Another possible approach could be allowing a single Sunshine instance to expose multiple streams internally, each mapped to a specific display.
Why this could be useful
Many users run systems with 2 or 3 monitors and would like to access them remotely without combining them into a single large desktop or running multiple Sunshine processes.
Modern GPUs already support multiple concurrent encoding sessions (for example NVENC on NVIDIA GPUs), so multiple encoding pipelines may be technically feasible.
Summary
Native multi-display streaming support would simplify multi-monitor setups significantly and remove the need for scripts, dummy displays, or multiple Sunshine instances.
If there are limitations related to the GameStream protocol or Moonlight client behavior that prevent this, it would be very interesting to understand them.
Thanks again for the great work on Sunshine.
If this is something that could be explored in the future, I would be happy to help testing experimental builds.

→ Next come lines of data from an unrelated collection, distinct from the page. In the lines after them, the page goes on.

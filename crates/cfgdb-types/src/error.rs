use thiserror::Error;

use crate::value::AttrType;

/// Errors produced by type operations.
#[derive(Debug, Error, PartialEq, Eq)]
pub enum TypeError {
    #[error("invalid object id {id:?}: {reason}")]
    InvalidObjectId { id: String, reason: String },

    #[error("invalid full object name {0:?}: expected `id@class`")]
    InvalidFullName(String),

    #[error("type mismatch: expected {expected}, found {found}")]
    TypeMismatch { expected: AttrType, found: String },

    #[error("value {value} out of range for {ty}")]
    OutOfRange { ty: AttrType, value: String },

    #[error("invalid {ty} literal {value:?}")]
    InvalidLiteral { ty: AttrType, value: String },
}
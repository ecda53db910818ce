//! In-memory object store for the configuration database.
//!
//! The store owns every loaded object. Objects reference each other by
//! identity ([`ObjectRef`](cfgdb_types::ObjectRef)), never by copy, so any
//! number of objects can share a target and a relation hop is a single
//! index lookup.
//!
//! # Key Types
//!
//! - [`ObjectStore`]: arena, `(class, id)` index, reverse-reference index
//! - [`StoredObject`]: identity, fields and owning data file of one object
//! - [`Handle`]: arena position of an object
//! - [`RelationWalk`]: iterator following one relation slot
//!
//! # Design Rules
//!
//! 1. Ids are unique per class across all loaded files.
//! 2. Removing an object that others still reference is refused.
//! 3. Traversals are iterative; graph depth never becomes stack depth.
//! 4. The store does not know about schemas; callers check fields first.

pub mod error;
pub mod object;
pub mod store;
pub mod traverse;

pub use error::{StoreError, StoreResult};
pub use object::{Handle, StoredObject};
pub use store::ObjectStore;
pub use traverse::RelationWalk;
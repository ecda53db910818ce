//! Locating included files on disk.

use std::path::{Path, PathBuf};

use tracing::debug;

use crate::error::{IncludeError, Result};

/// Turns a declared include path into the file it names.
pub trait IncludeResolver {
    /// Resolve `include` as declared by the file at `from`.
    fn resolve(&self, from: &Path, include: &str) -> Result<PathBuf>;
}

/// Resolves includes next to the including file first, then in each
/// directory of a search path, in order. Resolved paths are canonical.
#[derive(Clone, Debug, Default)]
pub struct SearchPathResolver {
    search_path: Vec<PathBuf>,
}

impl SearchPathResolver {
    pub fn new(search_path: Vec<PathBuf>) -> Self {
        Self { search_path }
    }

    pub fn search_path(&self) -> &[PathBuf] {
        &self.search_path
    }

    /// Locate a top-level file given on the command line or in an open
    /// spec: relative to the working directory, then the search path.
    pub fn locate(&self, path: &str) -> Result<PathBuf> {
        let candidate = Path::new(path);
        let dirs = std::iter::once(PathBuf::from(".")).chain(self.search_path.iter().cloned());
        first_existing(candidate, dirs).ok_or_else(|| IncludeError::Unresolved {
            include: path.to_string(),
            from: PathBuf::from("."),
        })
    }
}

impl IncludeResolver for SearchPathResolver {
    fn resolve(&self, from: &Path, include: &str) -> Result<PathBuf> {
        let candidate = Path::new(include);
        let dirs = from
            .parent()
            .map(Path::to_path_buf)
            .into_iter()
            .chain(self.search_path.iter().cloned());
        let resolved = first_existing(candidate, dirs).ok_or_else(|| IncludeError::Unresolved {
            include: include.to_string(),
            from: from.to_path_buf(),
        })?;
        debug!(include, resolved = %resolved.display(), "include resolved");
        Ok(resolved)
    }
}

fn first_existing(candidate: &Path, dirs: impl Iterator<Item = PathBuf>) -> Option<PathBuf> {
    if candidate.is_absolute() {
        return canonical_file(candidate);
    }
    dirs.filter_map(|dir| canonical_file(&dir.join(candidate))).next()
}

fn canonical_file(path: &Path) -> Option<PathBuf> {
    let path = std::fs::canonicalize(path).ok()?;
    path.is_file().then_some(path)
}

A possible idea could be add metadata in the beginning of the stream reporting the available monitor configurations, resolution, position (how they are offset in the original desktop configuration) so that the remote client could take advantage of this and implement divide/split the frames in windows, reposition them and so on, it's something that could be also implemented back in the client but the server need to provide this data to the connecting client.